Marktstimmung und Verhaltensfaktoren

Die Stimmung im Kryptomarkt zeigt hohe Angstlevels bei Händlern an. Marktstimmungsindikatoren deuten auf extreme Vorsicht hin, was historisch ein konträres Signal darstellen kann, jedoch in anhaltenden Abwärtszyklen anhalten kann.

Privatanleger reagieren besonders volatil, da gehebelte Positionen abgebaut werden und viele ihre langfristigen Haltepositionen hinterfragen. Diskussionsplattformen zeigen, dass Anleger zunehmend über mögliche negative Renditen im aktuellen Zyklus im Vergleich zu früheren Bitcoin-Zyklen debattieren.

Worauf Investoren diese Woche achten

Mit Bitcoin im Bereich von 60.000 bis 65.000 US-Dollar beobachten Marktteilnehmer mehrere Indikatoren:

Unterstützungs- und Widerstandsniveaus:

  • Unterstützung: 60.000 US-Dollar gilt als kritischer psychologischer Boden.
  • Widerstand: 65.000 bis 70.000 US-Dollar, ein nachhaltiger Durchbruch würde Vertrauen zurückbringen.

ETF-Flüsse:

  • Positive Mittelzuflüsse könnten erneutes institutionelles Interesse signalisieren.
  • Weitere Abflüsse könnten die Erholung unterdrücken.

Liquidationen und Funding-Raten:

  • Stabilisierung der Funding-Raten und weniger erzwungene Liquidationen könnten den Abwärtstrend verlangsamen.

Makro-Signale:

  • Inflationsberichte, Arbeitsmarktdaten und Aktienmärkte werden weiterhin den Bitcoin-Preis beeinflussen.

Ausblick: Erholung, Konsolidierung oder tieferer Rückgang?

Verschiedene Szenarien sind möglich:

  • Bullish: Bitcoin stabilisiert sich über 60.000 US-Dollar, führt eine erneute Nachfrage an und erobert 65.000 bis 70.000 US-Dollar zurück.
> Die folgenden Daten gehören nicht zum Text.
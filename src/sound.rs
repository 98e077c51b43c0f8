//! Sound cues
//!
//! Gameplay only names a cue; the device decides how to play it. The rodio
//! device decodes each clip from memory on every play and detaches the sink so
//! cues overlap freely.

use rodio::{Decoder, OutputStream, OutputStreamHandle, Sink};
use std::collections::HashMap;
use std::io::Cursor;
use std::path::Path;

#[derive(Debug, Clone, Copy, PartialEq, Eq, Hash)]
pub enum SoundCue {
    Flap,
    Point,
    Crash,
    PowerUp,
}

impl SoundCue {
    pub const ALL: [SoundCue; 4] = [SoundCue::Flap, SoundCue::Point, SoundCue::Crash, SoundCue::PowerUp];

    pub fn file_name(self) -> &'static str {
        match self {
            SoundCue::Flap => "sfx_wing.mp3",
            SoundCue::Point => "sfx_point.mp3",
            SoundCue::Crash => "crash.mp3",
            SoundCue::PowerUp => "power_up.mp3",
        }
    }
}

/// Fire-and-forget playback
pub trait SoundDevice {
    fn play(&mut self, cue: SoundCue);
}

pub struct RodioSound {
    _stream: OutputStream,
    handle: OutputStreamHandle,
    clips: HashMap<SoundCue, Vec<u8>>,
}

impl RodioSound {
    /// Opens the default output and reads every clip from `directory`.
    pub fn load(directory: &Path) -> Result<Self, String> {
        let (stream, handle) =
            OutputStream::try_default().map_err(|e| format!("Failed to open audio output: {}", e))?;

        let mut clips = HashMap::new();
        for cue in SoundCue::ALL {
            let path = directory.join(cue.file_name());
            let bytes = std::fs::read(&path)
                .map_err(|e| format!("Failed to load sound {}: {}", path.display(), e))?;
            // Reject undecodable files now rather than on first play
            Decoder::new(Cursor::new(bytes.clone()))
                .map_err(|e| format!("Failed to decode sound {}: {}", path.display(), e))?;
            clips.insert(cue, bytes);
        }

        tracing::info!("Loaded {} sound cues from {}", clips.len(), directory.display());

        Ok(RodioSound {
            _stream: stream,
            handle,
            clips,
        })
    }
}

impl SoundDevice for RodioSound {
    fn play(&mut self, cue: SoundCue) {
        let Some(bytes) = self.clips.get(&cue) else {
            return;
        };
        let Ok(sink) = Sink::try_new(&self.handle) else {
            tracing::debug!("No sink available for {:?}", cue);
            return;
        };
        let Ok(source) = Decoder::new(Cursor::new(bytes.clone())) else {
            return;
        };
        sink.append(source);
        sink.detach();
    }
}

/// Keeps every cue in order instead of playing it
#[cfg(test)]
#[derive(Debug, Default)]
pub struct RecordingSound {
    pub played: Vec<SoundCue>,
}

#[cfg(test)]
impl RecordingSound {
    pub fn count(&self, cue: SoundCue) -> usize {
        self.played.iter().filter(|&&c| c == cue).count()
    }
}

#[cfg(test)]
impl SoundDevice for RecordingSound {
    fn play(&mut self, cue: SoundCue) {
        self.played.push(cue);
    }
}
//! Game tuning configuration
//!
//! Every gameplay constant lives here so it can be tweaked from
//! `assets/config/game.json` without recompiling. Sections missing from the
//! file fall back to the built-in defaults, which reproduce the classic game.

use serde::{Deserialize, Serialize};
use std::path::Path;

/// Default location of the tuning file, relative to the working directory
pub const CONFIG_PATH: &str = "assets/config/game.json";

#[derive(Debug, Clone, Serialize, Deserialize, Default)]
#[serde(default)]
pub struct GameConfig {
    pub screen: ScreenConfig,
    pub physics: PhysicsConfig,
    pub pipes: PipeConfig,
    pub rules: RuleConfig,
    pub effects: EffectsConfig,
}

#[derive(Debug, Clone, Serialize, Deserialize)]
#[serde(default)]
pub struct ScreenConfig {
    pub width: u32,
    pub height: u32,
    /// Y coordinate of the top of the ground strip
    pub ground_y: i32,
    pub fps: u32,
    /// Ground strip offset wraps back to zero past this many pixels
    pub ground_wrap: i32,
}

impl Default for ScreenConfig {
    fn default() -> Self {
        ScreenConfig {
            width: 864,
            height: 936,
            ground_y: 768,
            fps: 60,
            ground_wrap: 35,
        }
    }
}

#[derive(Debug, Clone, Serialize, Deserialize)]
#[serde(default)]
pub struct PhysicsConfig {
    pub gravity: f32,
    pub max_fall_speed: f32,
    pub jump_impulse: f32,
    pub bird_start_x: i32,
    /// Ticks each animation frame stays on screen
    pub ticks_per_frame: u32,
    pub scroll_speed: i32,
}

impl Default for PhysicsConfig {
    fn default() -> Self {
        PhysicsConfig {
            gravity: 0.5,
            max_fall_speed: 8.0,
            jump_impulse: -10.0,
            bird_start_x: 100,
            ticks_per_frame: 6,
            scroll_speed: 4,
        }
    }
}

#[derive(Debug, Clone, Serialize, Deserialize)]
#[serde(default)]
pub struct PipeConfig {
    pub gap: i32,
    pub frequency_ms: u64,
    /// Inclusive range of the gap center offset from mid-screen
    pub offset_min: i32,
    pub offset_max: i32,
}

impl Default for PipeConfig {
    fn default() -> Self {
        PipeConfig {
            gap: 200,
            frequency_ms: 1500,
            offset_min: -300,
            offset_max: 100,
        }
    }
}

/// Thresholds for state timing, achievements and skin promotion
#[derive(Debug, Clone, Serialize, Deserialize)]
#[serde(default)]
pub struct RuleConfig {
    pub game_over_cooldown_ms: u64,
    pub notification_ms: u64,
    pub close_shave_px: i32,
    pub zen_score: u32,
    pub zen_max_flaps: u32,
    pub idle_timeout_ms: u64,
    /// Score needed for skin tier 1, 2 and 3
    pub skin_thresholds: [u32; 3],
}

impl Default for RuleConfig {
    fn default() -> Self {
        RuleConfig {
            game_over_cooldown_ms: 1000,
            notification_ms: 3000,
            close_shave_px: 10,
            zen_score: 3,
            zen_max_flaps: 10,
            idle_timeout_ms: 1500,
            skin_thresholds: [10, 25, 50],
        }
    }
}

#[derive(Debug, Clone, Serialize, Deserialize)]
#[serde(default)]
pub struct EffectsConfig {
    pub tile_size: u32,
    pub shard_gravity: f32,
    pub burst_count: usize,
    pub burst_gravity: f32,
    /// Alpha lost per tick by power-up sparks
    pub burst_fade: f32,
}

impl Default for EffectsConfig {
    fn default() -> Self {
        EffectsConfig {
            tile_size: 16,
            shard_gravity: 0.3,
            burst_count: 35,
            burst_gravity: 0.1,
            burst_fade: 5.0,
        }
    }
}

impl GameConfig {
    pub fn load_from_file(path: impl AsRef<Path>) -> Result<Self, Box<dyn std::error::Error>> {
        let content = std::fs::read_to_string(path)?;
        let config: GameConfig = serde_json::from_str(&content)?;
        Ok(config)
    }

    /// Loads the tuning file, using defaults when it does not exist.
    /// A file that fails to parse or holds unusable values is an error.
    pub fn load_or_default(path: impl AsRef<Path>) -> Result<Self, String> {
        let path = path.as_ref();
        if !path.exists() {
            tracing::warn!("No config at {}, using defaults", path.display());
            return Ok(GameConfig::default());
        }
        let config = GameConfig::load_from_file(path)
            .map_err(|e| format!("Failed to load config {}: {}", path.display(), e))?;
        config
            .validate()
            .map_err(|e| format!("Invalid config {}: {}", path.display(), e))?;
        Ok(config)
    }

    /// Rejects values the game loop cannot run with.
    pub fn validate(&self) -> Result<(), String> {
        if self.screen.fps == 0 {
            return Err("screen.fps must be greater than 0".to_string());
        }
        if self.pipes.offset_min > self.pipes.offset_max {
            return Err(format!(
                "pipes.offset_min ({}) is greater than pipes.offset_max ({})",
                self.pipes.offset_min, self.pipes.offset_max
            ));
        }
        if self.pipes.gap <= 0 {
            return Err("pipes.gap must be greater than 0".to_string());
        }
        Ok(())
    }

    pub fn mid_height(&self) -> i32 {
        self.screen.height as i32 / 2
    }
}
Institutionelle Zuflüsse und verbesserte Risikobereitschaft würden dies stützen.
  • Neutral: BTC handelt längere Zeit zwischen 60.000 und 70.000 US-Dollar und konsolidiert nach dem starken Rückgang.
  • Bearish: Ein Bruch unter 60.000 US-Dollar löst eine neue Abwärtsbewegung aus, testet historische Unterstützungen und verschärft die Marktsorgen.

Fazit

Der jüngste Kursverlauf von Bitcoin zeigt die Sensibilität der Kryptowährung gegenüber Liquiditätsdynamik, institutioneller Beteiligung und globaler Risikobereitschaft. Der Test der 60.000 US-Dollar-Marke könnte die nächste Phase des Bitcoin-Preises bestimmen.

Während der globale Kryptomarkt die jüngsten Rückgänge verarbeitet, werden Händler und Investoren auf Stimmungsindikatoren, makroökonomische Entwicklungen und institutionelle Flüsse achten, um zu erkennen, ob sich eine Erholung abzeichnet oder ob eine Phase tieferer Konsolidierung bevorsteht.